During the rituals of Shivaratri a fire sacrifice is performed and after certain invocatory rites the Lord is prevailed upon to reside in eleven symbolic vessels on the altar: eleven terra-cotta pots filled with water. These rituals too depend on the traditions of individual communities of worshippers and the presence of the appropriate number of people versed in such practices. They are not spectacles the way the Carnival and Shigmo processions are. Having said that, however, we must admit that we visited five temples in Goa in the early hours of the morning to see the concluding rites of this ancient festival.

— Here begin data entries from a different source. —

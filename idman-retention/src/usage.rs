//! Storage usage accounting, limit alerts, and policy recommendations.

use std::collections::BTreeMap;

use chrono::{DateTime, Utc};
use serde::{Deserialize, Serialize};

use idman_core::models::{BackupMetadata, RetentionPolicy, StorageLimit};

use crate::engine::RetentionPeriod;

/// Aggregate usage over the stored backups.
#[derive(Debug, Clone, Default, Serialize, Deserialize)]
pub struct StorageUsage {
    pub total_size_bytes: u64,
    pub total_backup_count: usize,
    pub size_by_period: BTreeMap<String, u64>,
    pub count_by_period: BTreeMap<String, usize>,
    pub oldest_backup: Option<DateTime<Utc>>,
    pub newest_backup: Option<DateTime<Utc>>,
}

/// Alert severity.
#[derive(Debug, Clone, Copy, PartialEq, Eq, Serialize, Deserialize)]
#[serde(rename_all = "snake_case")]
pub enum AlertLevel {
    Warning,
    Critical,
}

/// One limit-monitoring alert, always with a recommended action.
#[derive(Debug, Clone, Serialize, Deserialize)]
pub struct StorageAlert {
    pub level: AlertLevel,
    pub message: String,
    pub threshold_exceeded: Option<f64>,
    pub recommended_action: String,
}

/// One retention-policy recommendation.
#[derive(Debug, Clone, Serialize, Deserialize)]
pub struct Recommendation {
    pub kind: String,
    pub message: String,
    pub impact: String,
}

/// Compute usage statistics from a listing.
pub fn usage_from(backups: &[BackupMetadata], now: DateTime<Utc>) -> StorageUsage {
    let mut usage = StorageUsage {
        total_backup_count: backups.len(),
        ..Default::default()
    };
    for backup in backups {
        usage.total_size_bytes += backup.size_bytes;
        if usage
            .oldest_backup
            .map(|t| backup.timestamp < t)
            .unwrap_or(true)
        {
            usage.oldest_backup = Some(backup.timestamp);
        }
        if usage
            .newest_backup
            .map(|t| backup.timestamp > t)
            .unwrap_or(true)
        {
            usage.newest_backup = Some(backup.timestamp);
        }
        let period = RetentionPeriod::for_age(now.signed_duration_since(backup.timestamp));
        *usage.size_by_period.entry(period.to_string()).or_default() += backup.size_bytes;
        *usage.count_by_period.entry(period.to_string()).or_default() += 1;
    }
    usage
}

/// Evaluate usage against the configured limits.
///
/// Size crossings of the warning/critical thresholds alert at those
/// levels; a count at 90% of the maximum warns, at the maximum is
/// critical.
pub fn alerts_for(usage: &StorageUsage, limits: &StorageLimit) -> Vec<StorageAlert> {
    let mut alerts = Vec::new();

    if let Some(max_size) = limits.max_size_bytes {
        if max_size > 0 {
            let percent = (usage.total_size_bytes as f64 / max_size as f64) * 100.0;
            if percent >= limits.critical_threshold_percent {
                alerts.push(StorageAlert {
                    level: AlertLevel::Critical,
                    message: format!("storage usage critical: {percent:.1}% of limit"),
                    threshold_exceeded: Some(percent),
                    recommended_action:
                        "immediate cleanup required, consider reducing retention periods"
                            .to_string(),
                });
            } else if percent >= limits.warning_threshold_percent {
                alerts.push(StorageAlert {
                    level: AlertLevel::Warning,
                    message: format!("storage usage warning: {percent:.1}% of limit"),
                    threshold_exceeded: Some(percent),
                    recommended_action:
                        "consider running cleanup or adjusting the retention policy".to_string(),
                });
            }
        }
    }

    if let Some(max_count) = limits.max_backup_count {
        if max_count > 0 {
            if usage.total_backup_count >= max_count {
                alerts.push(StorageAlert {
                    level: AlertLevel::Critical,
                    message: format!("backup count limit reached: {}", usage.total_backup_count),
                    threshold_exceeded: None,
                    recommended_action:
                        "delete old backups or increase the backup count limit".to_string(),
                });
            } else if usage.total_backup_count as f64 >= max_count as f64 * 0.9 {
                alerts.push(StorageAlert {
                    level: AlertLevel::Warning,
                    message: format!(
                        "approaching backup count limit: {}",
                        usage.total_backup_count
                    ),
                    threshold_exceeded: None,
                    recommended_action: "monitor backup count and consider cleanup".to_string(),
                });
            }
        }
    }

    alerts
}

/// Derive policy recommendations from usage and active alerts.
pub fn recommendations_for(
    usage: &StorageUsage,
    alerts: &[StorageAlert],
    policy: &RetentionPolicy,
) -> Vec<Recommendation> {
    let mut recommendations = Vec::new();
    if usage.total_backup_count == 0 {
        return recommendations;
    }
    let average_size = usage.total_size_bytes / usage.total_backup_count as u64;

    let daily = usage.count_by_period.get("daily").copied().unwrap_or(0);
    if daily as f64 > policy.keep_daily as f64 * 1.5 {
        let suggested = (daily / 2).max(1);
        recommendations.push(Recommendation {
            kind: "reduce_daily".to_string(),
            message: format!(
                "consider reducing daily retention from {} to {suggested}",
                policy.keep_daily
            ),
            impact: format!(
                "would free approximately {} bytes",
                (daily.saturating_sub(suggested)) as u64 * average_size
            ),
        });
    }

    if alerts.iter().any(|a| a.level == AlertLevel::Critical) {
        recommendations.push(Recommendation {
            kind: "immediate_cleanup".to_string(),
            message: "immediate cleanup required: critical storage alerts are active".to_string(),
            impact: "prevents storage exhaustion".to_string(),
        });
    }

    let yearly = usage.count_by_period.get("yearly").copied().unwrap_or(0);
    if yearly > policy.keep_yearly * 2 {
        recommendations.push(Recommendation {
            kind: "archive_yearly".to_string(),
            message: "consider archiving very old backups to cheaper storage".to_string(),
            impact: "reduces primary storage cost".to_string(),
        });
    }

    recommendations
}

If you want to follow our example, you will have to wake up at 2 a.m. and journey to the temples of Manguesh, Naguesh, Mahalaxmi and Ramnath; and also Sri Goveshkwar in Brahmapuri. Much of the journey can be done by car but, as you approach the temples, you will have to walk: no vehicle will be able to drive through the dense throng of pilgrims wending its way to the shrines. Many of the temples will be beautifully floodlit and will stand out like glowing beacons, representations of the blazing column of light that was the original manifestation of Lord Shiva.

Within the temples devotees will worship the holy upright column, the linga, with water and other sanctified liquids and lay their offerings of flowers around it. The people of Goa, in keeping with their martial traditions, see Lord Shiva as a moustached warrior carrying a sword and with shoes and a shield. When we first saw such an idol we asked if it was indeed Lord Shiva and not one of the guards. We were repeatedly assured that this was the idol of the Lord and that his consort, the Devi, too, carried a shield and was mounted on a horse.

Then, when the devotees have worshipped their martial god and goddess, the idols are mounted on chariots or palanquins and, accompanied by musicians and priests, they are towed or carried around their temples while crackers explode, bands blare and their devotees break out into shouts of joy and even, occasionally, dance in jubilation.

Goa’s blue skies were glowing with dawn when we joined the pilgrims walking away from the last temple. We asked a young couple who were behind us: “Shivaratri is a festival of introspection, a time to seek forgiveness for one’s sins, isn’t it?” But then why were some devotees singing and dancing with joy?” They smiled, frowned, stopped a family who had caught up with them and had a quiet conversation with them in Konkani. “Oh!” they explained after the consultations. “The Great Lord has forgiven our sins. Isn’t that a reason to be happy?”